Molecular recognition is a fundamental function of natural systems that ensures biological activity. This is achieved through the sieving effect, host-guest interactions, or both in biological environments. Recent advancements in multifunctional proteins reveal a new dimension of functional organization that goes beyond single-function molecular recognition, emphasizing the need for artificial multifunctional materials in industrial applications. Herein, we have designed a porous Ni4O4-cubane squarate coordination polymer as an artificial molecular recognition host, drawing inspiration from the structural and functional features of natural enzymes.
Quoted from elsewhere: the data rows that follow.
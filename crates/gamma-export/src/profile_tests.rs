//! Tests for the profile segment reader.

use super::*;
use crate::schema::{FieldDef, VectorFieldDef};
use std::fs;
use tempfile::TempDir;

fn schema() -> Schema {
    let field = |name: &str, field_type| FieldDef {
        name: name.to_string(),
        field_type,
    };
    Schema {
        index_count: 1,
        fields: vec![
            field("_id", FieldType::String),
            field("age", FieldType::Int32),
            field("ts", FieldType::UInt64),
            field("score", FieldType::Float32),
            field("weight", FieldType::Float64),
        ],
        vectors: vec![VectorFieldDef {
            name: "image".to_string(),
            type_code: 2,
            dimension: 2,
        }],
    }
}

/// Builds one segment and its string store.
struct SegmentBuilder {
    width: IdWidth,
    records: Vec<u8>,
    count: i32,
    strings: Vec<u8>,
}

impl SegmentBuilder {
    fn new(width: IdWidth) -> Self {
        Self {
            width,
            records: Vec::new(),
            count: 0,
            strings: Vec::new(),
        }
    }

    fn string_ref(&mut self, value: &str) {
        let offset = self.strings.len();
        self.strings.extend_from_slice(value.as_bytes());
        match self.width {
            IdWidth::Wide => {
                self.records.extend_from_slice(&(offset as i64).to_le_bytes());
                self.records.extend_from_slice(&(value.len() as u16).to_le_bytes());
            }
            IdWidth::Narrow => {
                self.records.extend_from_slice(&(offset as u32).to_le_bytes());
                self.records.push(value.len() as u8);
            }
        }
    }

    fn record(mut self, id: &str, age: i32) -> Self {
        self.string_ref(id);
        self.records.extend_from_slice(&age.to_le_bytes());
        self.records.extend_from_slice(&(u64::from(age.unsigned_abs()) * 1000).to_le_bytes());
        self.records.extend_from_slice(&(age as f32 / 2.0).to_le_bytes());
        self.records.extend_from_slice(&(age as f64 * 1.5).to_le_bytes());
        self.count += 1;
        self
    }

    fn profile_bytes(&self) -> Vec<u8> {
        let mut buf = vec![0u8; self.width.records_start() as usize];
        buf[5..9].copy_from_slice(&self.count.to_le_bytes());
        buf.extend_from_slice(&self.records);
        buf
    }

    fn write(&self, dir: &Path, n: usize) {
        let (profile, strings) = segment_paths(dir, n);
        fs::write(profile, self.profile_bytes()).unwrap();
        fs::write(strings, &self.strings).unwrap();
    }
}

fn ids(scan: &ProfileScan) -> Vec<&str> {
    scan.documents.iter().map(|d| d.id().unwrap()).collect()
}

#[test]
fn test_decodes_all_scalar_types_narrow() {
    let dir = TempDir::new().unwrap();
    SegmentBuilder::new(IdWidth::Narrow)
        .record("a", 10)
        .record("bb", -4)
        .write(dir.path(), 0);

    let schema = schema();
    let scan = ProfileReader::new(&schema, IdWidth::Narrow)
        .read(dir.path())
        .unwrap();

    assert_eq!(scan.segments, 1);
    assert_eq!(ids(&scan), vec!["a", "bb"]);
    let doc = &scan.documents[1];
    assert_eq!(doc.get("age"), Some(&FieldValue::Int32(-4)));
    assert_eq!(doc.get("score"), Some(&FieldValue::Float32(-2.0)));
    assert_eq!(doc.get("weight"), Some(&FieldValue::Float64(-6.0)));
    assert_eq!(
        scan.documents[0].get("ts"),
        Some(&FieldValue::UInt64(10_000))
    );
}

#[test]
fn test_decodes_wide_string_references() {
    let dir = TempDir::new().unwrap();
    SegmentBuilder::new(IdWidth::Wide)
        .record("first", 1)
        .record("second", 2)
        .record("third", 3)
        .write(dir.path(), 0);

    let schema = schema();
    let scan = ProfileReader::new(&schema, IdWidth::Wide)
        .read(dir.path())
        .unwrap();

    assert_eq!(ids(&scan), vec!["first", "second", "third"]);
    assert_eq!(scan.documents[2].get("age"), Some(&FieldValue::Int32(3)));
}

#[test]
fn test_reads_segments_until_gap_and_tracks_duplicates() {
    let dir = TempDir::new().unwrap();
    SegmentBuilder::new(IdWidth::Narrow)
        .record("x", 1)
        .record("y", 2)
        .write(dir.path(), 0);
    SegmentBuilder::new(IdWidth::Narrow)
        .record("x", 3)
        .record("z", 4)
        .write(dir.path(), 1);
    // Segment 3 is unreachable because segment 2 is absent.
    SegmentBuilder::new(IdWidth::Narrow)
        .record("w", 5)
        .write(dir.path(), 3);

    let schema = schema();
    let scan = ProfileReader::new(&schema, IdWidth::Narrow)
        .read(dir.path())
        .unwrap();

    assert_eq!(scan.segments, 2);
    assert_eq!(ids(&scan), vec!["x", "y", "x", "z"]);
    assert!(scan.deletion.is_superseded(0));
    assert!(!scan.deletion.is_superseded(2));
    assert_eq!(scan.deletion.latest("x"), Some(2));
}

#[test]
fn test_empty_segment_is_valid() {
    let dir = TempDir::new().unwrap();
    SegmentBuilder::new(IdWidth::Narrow).write(dir.path(), 0);

    let schema = schema();
    let scan = ProfileReader::new(&schema, IdWidth::Narrow)
        .read(dir.path())
        .unwrap();
    assert!(scan.documents.is_empty());
}

#[test]
fn test_missing_first_segment() {
    let dir = TempDir::new().unwrap();
    let schema = schema();
    let err = ProfileReader::new(&schema, IdWidth::Narrow)
        .read(dir.path())
        .unwrap_err();
    assert!(matches!(err, Error::MissingFile(p) if p.ends_with("0.profile")));
}

#[test]
fn test_missing_string_store() {
    let dir = TempDir::new().unwrap();
    let builder = SegmentBuilder::new(IdWidth::Narrow).record("a", 1);
    let (profile, _) = segment_paths(dir.path(), 0);
    fs::write(profile, builder.profile_bytes()).unwrap();

    let schema = schema();
    let err = ProfileReader::new(&schema, IdWidth::Narrow)
        .read(dir.path())
        .unwrap_err();
    assert!(matches!(err, Error::MissingFile(p) if p.ends_with("0.str.profile")));
}

#[test]
fn test_short_preamble_is_format_error() {
    let dir = TempDir::new().unwrap();
    let (profile, strings) = segment_paths(dir.path(), 0);
    fs::write(profile, [0u8; 3]).unwrap();
    fs::write(strings, b"").unwrap();

    let schema = schema();
    let err = ProfileReader::new(&schema, IdWidth::Narrow)
        .read(dir.path())
        .unwrap_err();
    match err {
        Error::Format { message, .. } => assert!(message.contains("record count")),
        other => panic!("unexpected error: {other}"),
    }
}

#[test]
fn test_truncated_record_reports_record_number() {
    let dir = TempDir::new().unwrap();
    let builder = SegmentBuilder::new(IdWidth::Narrow)
        .record("a", 1)
        .record("b", 2);
    let mut bytes = builder.profile_bytes();
    bytes.truncate(bytes.len() - 3);
    let (profile, strings) = segment_paths(dir.path(), 0);
    fs::write(profile, bytes).unwrap();
    fs::write(strings, &builder.strings).unwrap();

    let schema = schema();
    let err = ProfileReader::new(&schema, IdWidth::Narrow)
        .read(dir.path())
        .unwrap_err();
    match err {
        Error::Format { message, .. } => assert!(message.starts_with("record 1 of 2")),
        other => panic!("unexpected error: {other}"),
    }
}

#[test]
fn test_string_reference_past_store_end() {
    let dir = TempDir::new().unwrap();
    let builder = SegmentBuilder::new(IdWidth::Narrow).record("abcdef", 1);
    let (profile, strings) = segment_paths(dir.path(), 0);
    fs::write(profile, builder.profile_bytes()).unwrap();
    fs::write(strings, b"abc").unwrap();

    let schema = schema();
    let err = ProfileReader::new(&schema, IdWidth::Narrow)
        .read(dir.path())
        .unwrap_err();
    assert!(matches!(err, Error::Format { .. }));
}

#[test]
fn test_schema_without_id_rejected() {
    let dir = TempDir::new().unwrap();
    let mut schema = schema();
    schema.fields.remove(0);
    let err = ProfileReader::new(&schema, IdWidth::Narrow)
        .read(dir.path())
        .unwrap_err();
    assert!(matches!(err, Error::Format { .. }));
}

#[test]
fn test_id_width_offsets() {
    assert_eq!(IdWidth::Wide.records_start(), 54);
    assert_eq!(IdWidth::Narrow.records_start(), 46);
    assert_eq!(IdWidth::from_wide(true), IdWidth::Wide);
}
A comprehensive assessment of the material's ability to distinguish target species under different operating conditions was carried out. The results confirm its sieving function through hexane isomers separation, host-guest interaction function via xenon/krypton separation, and dual presence of sieving and interaction through carbon dioxide/nitrogen separation. Additionally, the material demonstrates good stability and feasibility for large-scale production, indicating its practical potential. Our findings provide a bio-inspired multifunctional recognition material for chemical separations as proof-of-concept while offering solutions to advance artificial multifunctional materials adaptable to other applications beyond chemical separations. Materials for multifunctional molecular recognition are essential in industry. Here, the authors present a cost-effective, stable and multifunctional Ni-cubane MOF that effectively separates hexane isomers, xenon/krypton, and carbon dioxide/nitrogen.